**Input data:**
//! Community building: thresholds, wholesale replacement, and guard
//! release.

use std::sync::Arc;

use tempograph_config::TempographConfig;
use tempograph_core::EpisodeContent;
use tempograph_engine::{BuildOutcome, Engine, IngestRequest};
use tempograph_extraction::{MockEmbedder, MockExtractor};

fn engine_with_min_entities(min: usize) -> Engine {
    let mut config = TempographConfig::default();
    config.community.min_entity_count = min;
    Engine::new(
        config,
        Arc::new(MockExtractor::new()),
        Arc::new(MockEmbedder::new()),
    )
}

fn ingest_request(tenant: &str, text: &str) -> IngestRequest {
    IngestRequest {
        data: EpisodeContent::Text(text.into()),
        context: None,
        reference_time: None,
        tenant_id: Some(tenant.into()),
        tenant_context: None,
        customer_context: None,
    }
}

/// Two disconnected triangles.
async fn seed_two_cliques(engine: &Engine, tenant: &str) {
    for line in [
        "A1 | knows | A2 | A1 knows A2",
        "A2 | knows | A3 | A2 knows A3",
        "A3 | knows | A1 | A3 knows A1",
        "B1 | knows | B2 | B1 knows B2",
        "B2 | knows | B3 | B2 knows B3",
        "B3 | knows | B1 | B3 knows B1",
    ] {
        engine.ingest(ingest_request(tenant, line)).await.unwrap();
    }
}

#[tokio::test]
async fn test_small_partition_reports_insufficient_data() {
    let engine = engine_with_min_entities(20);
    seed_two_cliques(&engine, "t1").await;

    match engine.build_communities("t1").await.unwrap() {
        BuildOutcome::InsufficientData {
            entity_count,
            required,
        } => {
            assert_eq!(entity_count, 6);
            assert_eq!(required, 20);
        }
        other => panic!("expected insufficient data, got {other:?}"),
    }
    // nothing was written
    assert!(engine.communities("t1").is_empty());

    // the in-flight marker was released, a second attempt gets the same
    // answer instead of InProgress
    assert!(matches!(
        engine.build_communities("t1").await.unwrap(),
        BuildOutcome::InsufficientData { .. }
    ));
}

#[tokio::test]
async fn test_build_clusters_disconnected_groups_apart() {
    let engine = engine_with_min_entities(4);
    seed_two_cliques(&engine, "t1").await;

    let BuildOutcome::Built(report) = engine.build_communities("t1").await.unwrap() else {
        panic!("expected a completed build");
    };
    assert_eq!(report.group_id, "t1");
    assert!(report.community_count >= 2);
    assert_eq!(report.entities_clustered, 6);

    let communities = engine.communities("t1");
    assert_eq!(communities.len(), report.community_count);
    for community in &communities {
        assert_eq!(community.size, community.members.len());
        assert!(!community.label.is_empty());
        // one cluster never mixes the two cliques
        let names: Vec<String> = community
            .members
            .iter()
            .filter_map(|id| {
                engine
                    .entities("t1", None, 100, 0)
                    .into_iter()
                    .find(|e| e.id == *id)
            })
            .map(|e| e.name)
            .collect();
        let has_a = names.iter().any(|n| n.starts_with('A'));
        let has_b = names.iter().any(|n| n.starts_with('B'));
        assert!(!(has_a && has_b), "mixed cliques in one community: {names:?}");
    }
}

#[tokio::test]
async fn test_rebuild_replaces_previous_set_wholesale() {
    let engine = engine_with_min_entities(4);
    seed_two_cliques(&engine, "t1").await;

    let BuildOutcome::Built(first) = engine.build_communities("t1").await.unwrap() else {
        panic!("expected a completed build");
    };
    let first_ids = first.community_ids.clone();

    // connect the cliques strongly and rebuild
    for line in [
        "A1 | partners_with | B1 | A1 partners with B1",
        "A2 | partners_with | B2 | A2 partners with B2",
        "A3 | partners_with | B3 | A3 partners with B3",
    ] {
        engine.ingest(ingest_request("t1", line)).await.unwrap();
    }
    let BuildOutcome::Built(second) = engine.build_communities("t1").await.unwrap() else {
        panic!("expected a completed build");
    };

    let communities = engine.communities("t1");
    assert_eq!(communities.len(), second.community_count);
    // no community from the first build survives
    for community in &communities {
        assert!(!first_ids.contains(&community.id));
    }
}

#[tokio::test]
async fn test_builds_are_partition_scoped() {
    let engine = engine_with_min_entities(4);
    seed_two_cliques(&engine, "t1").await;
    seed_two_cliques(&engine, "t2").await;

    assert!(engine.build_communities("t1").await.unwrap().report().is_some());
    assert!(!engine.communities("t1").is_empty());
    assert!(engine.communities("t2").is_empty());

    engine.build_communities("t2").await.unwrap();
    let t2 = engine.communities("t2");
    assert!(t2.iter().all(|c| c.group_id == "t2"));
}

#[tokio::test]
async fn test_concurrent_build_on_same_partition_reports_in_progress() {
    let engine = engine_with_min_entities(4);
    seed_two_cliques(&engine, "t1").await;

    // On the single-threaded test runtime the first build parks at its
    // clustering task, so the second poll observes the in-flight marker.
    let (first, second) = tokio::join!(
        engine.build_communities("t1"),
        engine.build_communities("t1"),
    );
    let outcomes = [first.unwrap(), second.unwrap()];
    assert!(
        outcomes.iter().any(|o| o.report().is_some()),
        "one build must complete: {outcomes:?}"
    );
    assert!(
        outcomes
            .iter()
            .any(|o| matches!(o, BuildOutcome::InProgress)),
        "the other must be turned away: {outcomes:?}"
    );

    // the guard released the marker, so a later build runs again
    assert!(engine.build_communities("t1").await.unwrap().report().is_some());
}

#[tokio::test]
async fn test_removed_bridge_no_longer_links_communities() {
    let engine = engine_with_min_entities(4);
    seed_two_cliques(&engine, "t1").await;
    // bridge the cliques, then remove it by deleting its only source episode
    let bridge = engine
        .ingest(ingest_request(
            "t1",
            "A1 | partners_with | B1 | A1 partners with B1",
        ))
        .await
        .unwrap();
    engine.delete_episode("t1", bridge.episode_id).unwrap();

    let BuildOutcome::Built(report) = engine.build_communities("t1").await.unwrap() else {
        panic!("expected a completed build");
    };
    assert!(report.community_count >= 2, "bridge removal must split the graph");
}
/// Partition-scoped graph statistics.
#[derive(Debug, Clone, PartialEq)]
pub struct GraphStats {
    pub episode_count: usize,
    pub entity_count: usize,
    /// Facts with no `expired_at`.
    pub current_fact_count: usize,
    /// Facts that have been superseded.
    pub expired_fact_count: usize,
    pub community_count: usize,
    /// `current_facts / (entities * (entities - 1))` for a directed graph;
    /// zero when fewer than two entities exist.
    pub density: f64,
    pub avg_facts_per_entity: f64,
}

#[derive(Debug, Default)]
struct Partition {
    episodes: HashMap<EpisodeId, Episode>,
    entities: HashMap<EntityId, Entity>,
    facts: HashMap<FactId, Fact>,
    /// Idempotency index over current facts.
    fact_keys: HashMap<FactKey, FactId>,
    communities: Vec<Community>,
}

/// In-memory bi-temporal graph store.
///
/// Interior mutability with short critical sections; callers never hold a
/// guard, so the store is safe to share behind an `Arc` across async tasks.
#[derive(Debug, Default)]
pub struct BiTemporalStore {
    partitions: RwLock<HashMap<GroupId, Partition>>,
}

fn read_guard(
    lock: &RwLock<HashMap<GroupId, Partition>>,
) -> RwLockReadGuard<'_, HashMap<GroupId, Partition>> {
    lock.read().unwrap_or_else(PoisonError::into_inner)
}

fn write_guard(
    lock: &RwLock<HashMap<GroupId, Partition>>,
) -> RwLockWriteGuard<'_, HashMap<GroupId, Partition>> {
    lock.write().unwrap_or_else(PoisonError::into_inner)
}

* * *

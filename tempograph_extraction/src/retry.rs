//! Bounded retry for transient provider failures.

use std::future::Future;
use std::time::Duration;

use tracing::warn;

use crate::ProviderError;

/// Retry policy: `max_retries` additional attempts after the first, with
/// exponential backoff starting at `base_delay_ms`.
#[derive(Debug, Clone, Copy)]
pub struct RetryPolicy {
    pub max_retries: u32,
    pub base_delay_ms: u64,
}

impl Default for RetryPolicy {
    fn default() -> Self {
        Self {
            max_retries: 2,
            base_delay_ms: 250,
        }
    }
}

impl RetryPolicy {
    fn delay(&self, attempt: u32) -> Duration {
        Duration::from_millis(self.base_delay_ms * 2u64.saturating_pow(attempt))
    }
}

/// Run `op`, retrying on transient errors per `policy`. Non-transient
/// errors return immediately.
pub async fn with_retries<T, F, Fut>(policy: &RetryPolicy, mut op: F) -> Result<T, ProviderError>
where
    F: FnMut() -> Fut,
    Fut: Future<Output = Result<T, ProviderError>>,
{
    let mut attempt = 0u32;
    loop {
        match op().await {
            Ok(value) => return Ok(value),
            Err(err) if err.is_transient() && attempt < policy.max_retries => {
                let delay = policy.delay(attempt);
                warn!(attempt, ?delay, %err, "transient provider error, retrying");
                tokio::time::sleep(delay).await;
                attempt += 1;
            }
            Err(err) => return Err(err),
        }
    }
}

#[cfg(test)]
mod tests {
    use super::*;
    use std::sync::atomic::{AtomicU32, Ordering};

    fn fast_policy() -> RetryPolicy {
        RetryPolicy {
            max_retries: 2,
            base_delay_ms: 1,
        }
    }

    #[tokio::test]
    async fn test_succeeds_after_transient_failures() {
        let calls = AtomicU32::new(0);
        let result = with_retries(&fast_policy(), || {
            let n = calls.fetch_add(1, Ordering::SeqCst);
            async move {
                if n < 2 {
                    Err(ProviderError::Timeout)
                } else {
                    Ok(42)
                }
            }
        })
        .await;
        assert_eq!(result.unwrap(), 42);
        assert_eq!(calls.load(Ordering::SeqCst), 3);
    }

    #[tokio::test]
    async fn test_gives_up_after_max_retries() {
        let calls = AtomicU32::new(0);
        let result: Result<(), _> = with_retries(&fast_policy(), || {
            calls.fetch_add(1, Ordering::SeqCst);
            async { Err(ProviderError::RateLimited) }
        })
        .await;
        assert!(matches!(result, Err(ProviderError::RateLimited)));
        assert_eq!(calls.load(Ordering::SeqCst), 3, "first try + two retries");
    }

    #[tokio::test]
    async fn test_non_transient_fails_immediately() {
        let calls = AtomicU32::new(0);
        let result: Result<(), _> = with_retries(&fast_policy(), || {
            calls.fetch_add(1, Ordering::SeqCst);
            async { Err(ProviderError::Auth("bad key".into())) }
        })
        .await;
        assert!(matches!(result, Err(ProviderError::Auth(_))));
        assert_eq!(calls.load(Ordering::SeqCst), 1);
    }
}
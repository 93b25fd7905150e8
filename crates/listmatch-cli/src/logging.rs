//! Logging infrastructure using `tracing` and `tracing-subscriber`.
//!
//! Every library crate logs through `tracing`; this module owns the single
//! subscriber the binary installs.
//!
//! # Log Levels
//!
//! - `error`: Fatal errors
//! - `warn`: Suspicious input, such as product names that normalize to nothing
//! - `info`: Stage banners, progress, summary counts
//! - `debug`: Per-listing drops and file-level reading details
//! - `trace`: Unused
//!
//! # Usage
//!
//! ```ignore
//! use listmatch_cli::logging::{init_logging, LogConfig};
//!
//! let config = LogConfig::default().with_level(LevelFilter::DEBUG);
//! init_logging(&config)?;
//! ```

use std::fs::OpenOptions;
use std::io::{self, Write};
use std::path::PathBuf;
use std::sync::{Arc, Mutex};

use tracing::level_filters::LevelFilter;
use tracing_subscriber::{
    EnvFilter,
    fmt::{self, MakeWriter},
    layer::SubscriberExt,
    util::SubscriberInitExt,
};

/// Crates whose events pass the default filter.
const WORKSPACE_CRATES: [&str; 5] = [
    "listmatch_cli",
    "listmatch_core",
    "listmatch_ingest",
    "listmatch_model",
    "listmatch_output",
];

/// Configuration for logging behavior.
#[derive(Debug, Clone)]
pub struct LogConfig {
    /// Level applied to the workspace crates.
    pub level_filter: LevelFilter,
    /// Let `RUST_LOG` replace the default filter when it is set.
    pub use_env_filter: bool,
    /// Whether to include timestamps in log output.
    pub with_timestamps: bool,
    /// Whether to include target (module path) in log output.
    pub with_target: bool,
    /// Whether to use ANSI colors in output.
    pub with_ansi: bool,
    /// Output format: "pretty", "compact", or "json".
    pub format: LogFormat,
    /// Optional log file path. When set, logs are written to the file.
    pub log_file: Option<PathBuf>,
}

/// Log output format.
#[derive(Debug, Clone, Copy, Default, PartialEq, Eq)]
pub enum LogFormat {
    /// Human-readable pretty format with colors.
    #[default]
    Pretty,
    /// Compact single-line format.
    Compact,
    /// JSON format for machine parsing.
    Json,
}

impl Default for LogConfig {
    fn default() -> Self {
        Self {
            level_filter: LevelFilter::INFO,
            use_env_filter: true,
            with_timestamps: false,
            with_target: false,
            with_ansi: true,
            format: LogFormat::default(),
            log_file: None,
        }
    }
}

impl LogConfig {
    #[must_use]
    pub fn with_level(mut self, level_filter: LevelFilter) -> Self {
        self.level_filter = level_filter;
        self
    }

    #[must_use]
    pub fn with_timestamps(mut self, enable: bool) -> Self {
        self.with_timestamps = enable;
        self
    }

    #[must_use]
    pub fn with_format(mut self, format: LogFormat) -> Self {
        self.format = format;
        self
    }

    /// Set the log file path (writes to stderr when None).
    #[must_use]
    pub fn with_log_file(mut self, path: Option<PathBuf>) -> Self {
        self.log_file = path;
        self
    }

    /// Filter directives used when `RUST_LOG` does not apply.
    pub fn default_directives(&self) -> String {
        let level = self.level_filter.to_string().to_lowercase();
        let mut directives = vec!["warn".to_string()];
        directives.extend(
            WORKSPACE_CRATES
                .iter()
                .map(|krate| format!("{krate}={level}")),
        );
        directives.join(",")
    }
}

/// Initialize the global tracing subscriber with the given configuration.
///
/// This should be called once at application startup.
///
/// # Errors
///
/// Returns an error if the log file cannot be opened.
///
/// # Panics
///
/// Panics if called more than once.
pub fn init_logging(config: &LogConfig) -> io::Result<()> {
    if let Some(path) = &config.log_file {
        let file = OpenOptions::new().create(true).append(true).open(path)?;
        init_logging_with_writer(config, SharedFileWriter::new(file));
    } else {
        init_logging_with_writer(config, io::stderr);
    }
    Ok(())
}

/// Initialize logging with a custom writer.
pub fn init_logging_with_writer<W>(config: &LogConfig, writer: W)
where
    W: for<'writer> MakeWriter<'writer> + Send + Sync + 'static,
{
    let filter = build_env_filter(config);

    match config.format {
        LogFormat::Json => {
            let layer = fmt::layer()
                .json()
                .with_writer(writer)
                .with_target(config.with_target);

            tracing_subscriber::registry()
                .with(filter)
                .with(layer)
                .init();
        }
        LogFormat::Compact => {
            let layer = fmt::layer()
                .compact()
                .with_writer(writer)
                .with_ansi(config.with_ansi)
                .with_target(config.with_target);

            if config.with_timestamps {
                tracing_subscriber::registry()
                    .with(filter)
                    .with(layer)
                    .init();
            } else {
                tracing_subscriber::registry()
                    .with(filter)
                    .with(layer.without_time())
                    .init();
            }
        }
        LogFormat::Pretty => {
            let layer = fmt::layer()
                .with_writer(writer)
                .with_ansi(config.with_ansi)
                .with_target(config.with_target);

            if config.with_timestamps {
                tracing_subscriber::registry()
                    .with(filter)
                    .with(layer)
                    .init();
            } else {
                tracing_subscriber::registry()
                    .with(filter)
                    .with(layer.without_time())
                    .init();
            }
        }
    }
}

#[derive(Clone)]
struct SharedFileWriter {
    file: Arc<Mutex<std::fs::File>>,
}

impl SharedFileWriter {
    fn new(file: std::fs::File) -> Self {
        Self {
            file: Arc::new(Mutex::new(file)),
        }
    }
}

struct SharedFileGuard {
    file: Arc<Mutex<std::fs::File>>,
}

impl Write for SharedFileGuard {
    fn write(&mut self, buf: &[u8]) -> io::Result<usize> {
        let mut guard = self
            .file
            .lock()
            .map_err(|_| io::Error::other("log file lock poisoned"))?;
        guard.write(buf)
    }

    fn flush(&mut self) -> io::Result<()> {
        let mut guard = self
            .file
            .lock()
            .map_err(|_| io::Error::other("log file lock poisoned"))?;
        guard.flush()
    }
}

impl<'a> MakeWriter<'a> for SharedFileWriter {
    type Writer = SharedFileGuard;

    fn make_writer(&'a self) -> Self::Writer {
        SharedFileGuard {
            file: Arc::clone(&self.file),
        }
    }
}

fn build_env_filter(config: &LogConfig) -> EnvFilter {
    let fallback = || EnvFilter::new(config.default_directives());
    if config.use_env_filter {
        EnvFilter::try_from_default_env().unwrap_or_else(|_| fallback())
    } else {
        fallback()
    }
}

**Directions:**
For the lines above, output exactly those from the line containing "replacement, and guard" through the line containing "nothing was written", and skip the others.

**Output for this task:**
//! Community building: thresholds, wholesale replacement, and guard
//! release.

use std::sync::Arc;

use tempograph_config::TempographConfig;
use tempograph_core::EpisodeContent;
use tempograph_engine::{BuildOutcome, Engine, IngestRequest};
use tempograph_extraction::{MockEmbedder, MockExtractor};

fn engine_with_min_entities(min: usize) -> Engine {
    let mut config = TempographConfig::default();
    config.community.min_entity_count = min;
    Engine::new(
        config,
        Arc::new(MockExtractor::new()),
        Arc::new(MockEmbedder::new()),
    )
}

fn ingest_request(tenant: &str, text: &str) -> IngestRequest {
    IngestRequest {
        data: EpisodeContent::Text(text.into()),
        context: None,
        reference_time: None,
        tenant_id: Some(tenant.into()),
        tenant_context: None,
        customer_context: None,
    }
}

/// Two disconnected triangles.
async fn seed_two_cliques(engine: &Engine, tenant: &str) {
    for line in [
        "A1 | knows | A2 | A1 knows A2",
        "A2 | knows | A3 | A2 knows A3",
        "A3 | knows | A1 | A3 knows A1",
        "B1 | knows | B2 | B1 knows B2",
        "B2 | knows | B3 | B2 knows B3",
        "B3 | knows | B1 | B3 knows B1",
    ] {
        engine.ingest(ingest_request(tenant, line)).await.unwrap();
    }
}

#[tokio::test]
async fn test_small_partition_reports_insufficient_data() {
    let engine = engine_with_min_entities(20);
    seed_two_cliques(&engine, "t1").await;

    match engine.build_communities("t1").await.unwrap() {
        BuildOutcome::InsufficientData {
            entity_count,
            required,
        } => {
            assert_eq!(entity_count, 6);
            assert_eq!(required, 20);
        }
        other => panic!("expected insufficient data, got {other:?}"),
    }
    // nothing was written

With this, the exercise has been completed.